Mathematical 0 vs philosophical "nothing", the critical distinction
Mathematical 0 is not identical to philosophical nothing. They are categorically different:
- Mathematical 0 is a positive object that measures an absence. It is the cardinality of the empty set; the additive identity in arithmetic; the first ordinal in von Neumann's construction. It is something, a well-defined mathematical entity that obeys arithmetic laws.
- Philosophical nothing is the absence of any object whatsoever, including the absence of any mathematical 0. To say "nothing exists" is not to say "0 exists"; it is to say "no thing exists, and there is not even a 0 around to count the absence."
Confusing these two is a category mistake. The number of unicorns in your fridge is 0, and 0 is a perfectly determinate mathematical object you can use in arithmetic, even though there is no unicorn. The number is not the unicorn (there isn't one); the number is the count.
This distinction is what dissolves the Parmenidean paradox.
The Parmenidean paradox
Parmenides' fragment B6 (Peri Physeos, c. 5th c. BC):
"What is, is. What is not, is not, and cannot be spoken of."
The challenge: to say "nothing is" seems to predicate being of nothing, which makes nothing a kind of being. To say "nothing is not" is just tautology. Either way, "nothing" cannot be coherently spoken of, but we keep speaking of it.
The modern dissolution: the apparent paradox arises only when we reify "nothing", treat it as a kind of object. Mathematical 0 is not nothing; it's the count of nothing, which is itself something positive (a number). Philosophical "nothing" is not a thing about which we can say it exists or doesn't exist; it is the absence of all things. To say "there is nothing" is to deny existence-claims, not to make existence-claims about a Nothing-substance.

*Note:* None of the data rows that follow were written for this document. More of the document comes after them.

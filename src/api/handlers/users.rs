//! User management endpoints.

use axum::{
    extract::{Multipart, Path, Query, State},
    http::StatusCode,
    response::Json,
};
use uuid::Uuid;

use crate::{
    AppState,
    api::models::{
        auth::PasswordChange,
        pagination::Pagination,
        users::{CurrentUser, UserCreate, UserResponse, UserUpdate},
    },
    auth::{self, password, role_gate},
    db::{
        handlers::{Repository, users::UserFilter, users::Users},
        models::users::UserUpdateDBRequest,
    },
    errors::Error,
    types::UserId,
};

/// Pass when the caller is the target user, otherwise require the user
/// administration role.
fn require_self_or_admin(current_user: &CurrentUser, target: UserId) -> Result<(), Error> {
    if current_user.id == target {
        return Ok(());
    }
    role_gate::USER_ADMIN.check(current_user)
}

// GET /users - List users (user_manager only)
#[utoipa::path(
    get,
    path = "/users",
    tag = "users",
    summary = "List users",
    params(Pagination),
    responses(
        (status = 200, description = "List of users", body = [UserResponse]),
        (status = 401, description = "Unauthorized"),
        (status = 403, description = "Forbidden"),
        (status = 500, description = "Internal server error"),
    ),
    security(("bearer_token" = []))
)]
pub async fn list_users(
    State(state): State<AppState>,
    Query(pagination): Query<Pagination>,
    current_user: CurrentUser,
) -> Result<Json<Vec<UserResponse>>, Error> {
    role_gate::USER_ADMIN.check(&current_user)?;

    let pagination = pagination.clamped();
    let mut conn = state.db.acquire().await.map_err(|e| Error::Database(e.into()))?;
    let mut repo = Users::new(&mut conn);

    let users = repo.list(&UserFilter::new(pagination.skip, pagination.limit)).await?;

    Ok(Json(users.into_iter().map(UserResponse::from).collect()))
}

// POST /users - Create user (user_manager only)
#[utoipa::path(
    post,
    path = "/users",
    tag = "users",
    summary = "Create user",
    responses(
        (status = 201, description = "User created", body = UserResponse),
        (status = 400, description = "Invalid user data"),
        (status = 401, description = "Unauthorized"),
        (status = 403, description = "Forbidden"),
        (status = 409, description = "Username already taken"),
        (status = 500, description = "Internal server error"),
    ),
    security(("bearer_token" = []))
)]
pub async fn create_user(
    State(state): State<AppState>,
    current_user: CurrentUser,
    Json(user_data): Json<UserCreate>,
) -> Result<(StatusCode, Json<UserResponse>), Error> {
    role_gate::USER_ADMIN.check(&current_user)?;
    user_data.validate()?;

    let password = user_data.password.clone();
    let password_hash = tokio::task::spawn_blocking(move || password::hash_password(&password))
        .await
        .map_err(|e| Error::Internal {
            operation: format!("run password hashing: {e}"),
        })??;

    let mut conn = state.db.acquire().await.map_err(|e| Error::Database(e.into()))?;
    let mut repo = Users::new(&mut conn);

    let user = repo.create(&user_data.into_db_request(password_hash)).await?;

    Ok((StatusCode::CREATED, Json(UserResponse::from(user))))
}

// GET /users/{user_id} - Get a user (self or user_manager)
#[utoipa::path(
    get,
    path = "/users/{user_id}",
    tag = "users",
    summary = "Get user",
    params(("user_id" = i32, Path, description = "User ID")),
    responses(
        (status = 200, description = "User information", body = UserResponse),
        (status = 401, description = "Unauthorized"),
        (status = 403, description = "Forbidden"),
        (status = 404, description = "User not found"),
        (status = 500, description = "Internal server error"),
    ),
    security(("bearer_token" = []))
)]
pub async fn get_user(
    State(state): State<AppState>,
    Path(user_id): Path<UserId>,
    current_user: CurrentUser,
) -> Result<Json<UserResponse>, Error> {
    require_self_or_admin(&current_user, user_id)?;

    let mut conn = state.db.acquire().await.map_err(|e| Error::Database(e.into()))?;
    let mut repo = Users::new(&mut conn);

    let user = repo.get_by_id(user_id).await?.ok_or_else(|| Error::NotFound {
        resource: "User".to_string(),
        id: user_id.to_string(),
    })?;

    Ok(Json(UserResponse::from(user)))
}

// PATCH /users/{user_id} - Update a user (self or user_manager)
#[utoipa::path(
    patch,
    path = "/users/{user_id}",
    tag = "users",
    summary = "Update user",
    params(("user_id" = i32, Path, description = "User ID")),
    responses(
        (status = 200, description = "User updated", body = UserResponse),
        (status = 400, description = "Invalid user data"),
        (status = 401, description = "Unauthorized"),
        (status = 403, description = "Forbidden"),
        (status = 404, description = "User not found"),
        (status = 409, description = "Username already taken"),
        (status = 500, description = "Internal server error"),
    ),
    security(("bearer_token" = []))
)]
pub async fn update_user(
    State(state): State<AppState>,
    Path(user_id): Path<UserId>,
    current_user: CurrentUser,
    Json(user_data): Json<UserUpdate>,
) -> Result<Json<UserResponse>, Error> {
    require_self_or_admin(&current_user, user_id)?;
    user_data.validate()?;

    // Role assignments and activation are administrative even on your own
    // account; otherwise anyone could grant themselves user_manager
    if user_data.touches_admin_fields() {
        role_gate::USER_ADMIN.check(&current_user)?;
    }

    let mut conn = state.db.acquire().await.map_err(|e| Error::Database(e.into()))?;
    let mut repo = Users::new(&mut conn);

    let user = repo.update(user_id, &UserUpdateDBRequest::from(user_data)).await?;

    Ok(Json(UserResponse::from(user)))
}

// PATCH /users/{user_id}/password - Change password (self or user_manager)
#[utoipa::path(
    patch,
    path = "/users/{user_id}/password",
    tag = "users",
    summary = "Change password",
    description = "Change a user's password. The current password must be supplied and correct.",
    params(("user_id" = i32, Path, description = "User ID")),
    responses(
        (status = 204, description = "Password changed"),
        (status = 400, description = "Invalid password data"),
        (status = 401, description = "Current password incorrect"),
        (status = 403, description = "Forbidden"),
        (status = 404, description = "User not found"),
        (status = 500, description = "Internal server error"),
    ),
    security(("bearer_token" = []))
)]
pub async fn change_password(
    State(state): State<AppState>,
    Path(user_id): Path<UserId>,
    current_user: CurrentUser,
    Json(request): Json<PasswordChange>,
) -> Result<StatusCode, Error> {
    require_self_or_admin(&current_user, user_id)?;

    if request.new_password.is_empty() || request.new_password.chars().count() > 256 {
        return Err(Error::BadRequest {
            message: "new_password must be between 1 and 256 characters".to_string(),
        });
    }

    let mut conn = state.db.acquire().await.map_err(|e| Error::Database(e.into()))?;
    let mut repo = Users::new(&mut conn);

    let user = repo.get_by_id(user_id).await?.ok_or_else(|| Error::NotFound {
        resource: "User".to_string(),
        id: user_id.to_string(),
    })?;
    let username = user.username.clone();

    // The old password must be re-proven even mid-session
    auth::authenticate(&mut conn, &username, &request.old_password).await?;

    let new_password = request.new_password;
    let password_hash = tokio::task::spawn_blocking(move || password::hash_password(&new_password))
        .await
        .map_err(|e| Error::Internal {
            operation: format!("run password hashing: {e}"),
        })??;

    let mut repo = Users::new(&mut conn);
    repo.update_password(user_id, &password_hash).await?;

    Ok(StatusCode::NO_CONTENT)
}

// POST /users/{user_id}/image - Upload a profile image (self or user_manager)
#[utoipa::path(
    post,
    path = "/users/{user_id}/image",
    tag = "users",
    summary = "Upload profile image",
    description = "Upload a profile image as multipart form data under the `file` field",
    params(("user_id" = i32, Path, description = "User ID")),
    responses(
        (status = 200, description = "Image stored", body = UserResponse),
        (status = 400, description = "Missing or unsupported image"),
        (status = 401, description = "Unauthorized"),
        (status = 403, description = "Forbidden"),
        (status = 404, description = "User not found"),
        (status = 413, description = "Image too large"),
        (status = 500, description = "Internal server error"),
    ),
    security(("bearer_token" = []))
)]
pub async fn upload_user_image(
    State(state): State<AppState>,
    Path(user_id): Path<UserId>,
    current_user: CurrentUser,
    mut multipart: Multipart,
) -> Result<Json<UserResponse>, Error> {
    require_self_or_admin(&current_user, user_id)?;

    let mut stored_path = None;
    while let Some(field) = multipart.next_field().await.map_err(|e| Error::BadRequest {
        message: format!("Invalid multipart payload: {e}"),
    })? {
        if field.name() != Some("file") {
            continue;
        }

        let extension = match field.content_type() {
            Some("image/png") => "png",
            Some("image/jpeg") => "jpg",
            Some("image/gif") => "gif",
            Some("image/webp") => "webp",
            other => {
                return Err(Error::BadRequest {
                    message: format!("Unsupported image content type: {}", other.unwrap_or("none")),
                });
            }
        };

        let data = field.bytes().await.map_err(|e| Error::BadRequest {
            message: format!("Failed to read image data: {e}"),
        })?;
        if data.is_empty() {
            return Err(Error::BadRequest {
                message: "Uploaded image is empty".to_string(),
            });
        }

        stored_path = Some(save_image(&state.config.uploads.dir, user_id, extension, &data).await?);
        break;
    }

    let image_path = stored_path.ok_or_else(|| Error::BadRequest {
        message: "Multipart field 'file' is required".to_string(),
    })?;

    let mut conn = state.db.acquire().await.map_err(|e| Error::Database(e.into()))?;
    let mut repo = Users::new(&mut conn);

    let update = UserUpdateDBRequest {
        image_path: Some(image_path),
        ..Default::default()
    };
    let user = repo.update(user_id, &update).await?;

    Ok(Json(UserResponse::from(user)))
}

/// Write image bytes under a fresh random filename and return the filename.
///
/// Filenames are server-generated, so client input never reaches the
/// filesystem path.
async fn save_image(dir: &str, user_id: UserId, extension: &str, data: &[u8]) -> Result<String, Error> {
    tokio::fs::create_dir_all(dir).await.map_err(|e| Error::Internal {
        operation: format!("create upload directory: {e}"),
    })?;

    let filename = format!("user-{user_id}-{}.{extension}", Uuid::new_v4());
    let path = std::path::Path::new(dir).join(&filename);

    tokio::fs::write(&path, data).await.map_err(|e| Error::Internal {
        operation: format!("store uploaded image: {e}"),
    })?;

    Ok(filename)
}

#[cfg(test)]
mod tests {
    use super::*;
    use crate::test_utils::current_user_fixture;

    #[test]
    fn test_self_or_admin_check() {
        let plain = current_user_fixture(1, "alice", &[]);
        assert!(require_self_or_admin(&plain, 1).is_ok());
        assert!(matches!(require_self_or_admin(&plain, 2), Err(Error::Forbidden)));

        let admin = current_user_fixture(3, "root", &["user_manager"]);
        assert!(require_self_or_admin(&admin, 2).is_ok());
    }

    #[test_log::test(tokio::test)]
    async fn test_save_image_generates_unique_names() {
        let dir = tempfile::tempdir().unwrap();
        let dir_path = dir.path().to_str().unwrap();

        let first = save_image(dir_path, 7, "png", b"fake png bytes").await.unwrap();
        let second = save_image(dir_path, 7, "png", b"fake png bytes").await.unwrap();

        assert_ne!(first, second);
        assert!(first.starts_with("user-7-"));
        assert!(first.ends_with(".png"));

        let stored = tokio::fs::read(dir.path().join(&first)).await.unwrap();
        assert_eq!(stored, b"fake png bytes");
    }

    #[test_log::test(tokio::test)]
    async fn test_save_image_creates_missing_directory() {
        let dir = tempfile::tempdir().unwrap();
        let nested = dir.path().join("not").join("yet");
        let nested_path = nested.to_str().unwrap();

        let filename = save_image(nested_path, 1, "jpg", b"data").await.unwrap();
        assert!(nested.join(filename).exists());
    }
}
//! Note persistence models.

use chrono::{DateTime, Utc};
use sqlx::FromRow;

use crate::types::{NoteId, UserId};

#[derive(Debug, Clone)]
pub struct NoteCreateDBRequest {
    pub title: String,
    pub detail: String,
    pub is_public: bool,
    pub user_id: UserId,
}

/// `None` fields are left untouched.
#[derive(Debug, Clone, Default)]
pub struct NoteUpdateDBRequest {
    pub title: Option<String>,
    pub detail: Option<String>,
    pub is_public: Option<bool>,
    pub is_archived: Option<bool>,
}

#[derive(Debug, Clone, FromRow)]
pub struct NoteDBResponse {
    pub id: NoteId,
    pub title: String,
    pub detail: String,
    pub is_public: bool,
    pub is_archived: bool,
    pub user_id: UserId,
    pub created_at: DateTime<Utc>,
    pub updated_at: DateTime<Utc>,
}

/// Which notes a list query should return.
#[derive(Debug, Clone, Copy, Default)]
pub struct NoteFilter {
    /// When set, restrict to notes owned by this user or marked public.
    /// `None` means no visibility restriction (manager listings).
    pub visible_to: Option<UserId>,
    pub skip: i64,
    pub limit: i64,
}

This is the same move Augustine makes in Confessions on creation ex nihilo: God did not create out of a Nothing-stuff; God created with no prior substrate. "Nothing" in ex nihilo is the negation of any prior matter, not a quasi-material void. (See below on creation ex nihilo in detail.)
Historical accident: why the Greeks didn't have 0
The conceptual achievement of 0 is not obvious. The Greeks had no zero. Their geometric metaphysics treated number as plurality of units; "no units" wasn't a number on this scheme, it was the absence of a number. Aristotle's Physics IV.6-9 argued the void cannot exist: physical vacuum is impossible because nature requires plenum. The whole Greek mathematical-scientific tradition, geometry, music, astronomy, optics, operated for ~700 years without zero.
The breakthrough came in India:
- Brahmagupta, Brāhmasphuṭasiddhānta (AD 628), first systematic mathematical treatment of 0 as a number, not as an absence. He laid out arithmetic rules: a + 0 = a; a − 0 = a; a × 0 = 0; he attempted division (correctly noting it problematic; modern math rules division by 0 undefined).
- al-Khwārizmī (9th c., Baghdad) transmitted Indian numerals and zero (Arabic ṣifr, "empty") into the Arabic intellectual tradition; ṣifr gives us both zero and cipher.
- Fibonacci's Liber Abaci (1202) introduced "Hindu-Arabic" numerals and 0 to medieval Europe.
Boethius and the medieval Latin West resisted zero into the 13th-14th centuries, partly on Aristotelian metaphysical grounds (no void can exist), partly because Roman numerals had no positional place for it. The Italian merchant adoption (driven by accounting and trade) eventually overrode the metaphysical resistance. Once positional notation became universal, calculus and modern algebra became possible.
The historical observation that 0 had to be invented, and was invented in India, not in the Aristotelian West, is significant philosophically. It tells us that "0" is not a self-evident given of common-sense thought. It is a conceptual achievement.
The mathematical objects 0 actually is
In any rigorous foundational system, 0 is a precisely-defined object:
Peano arithmetic
- 0 is a primitive constant ("0 is a natural number")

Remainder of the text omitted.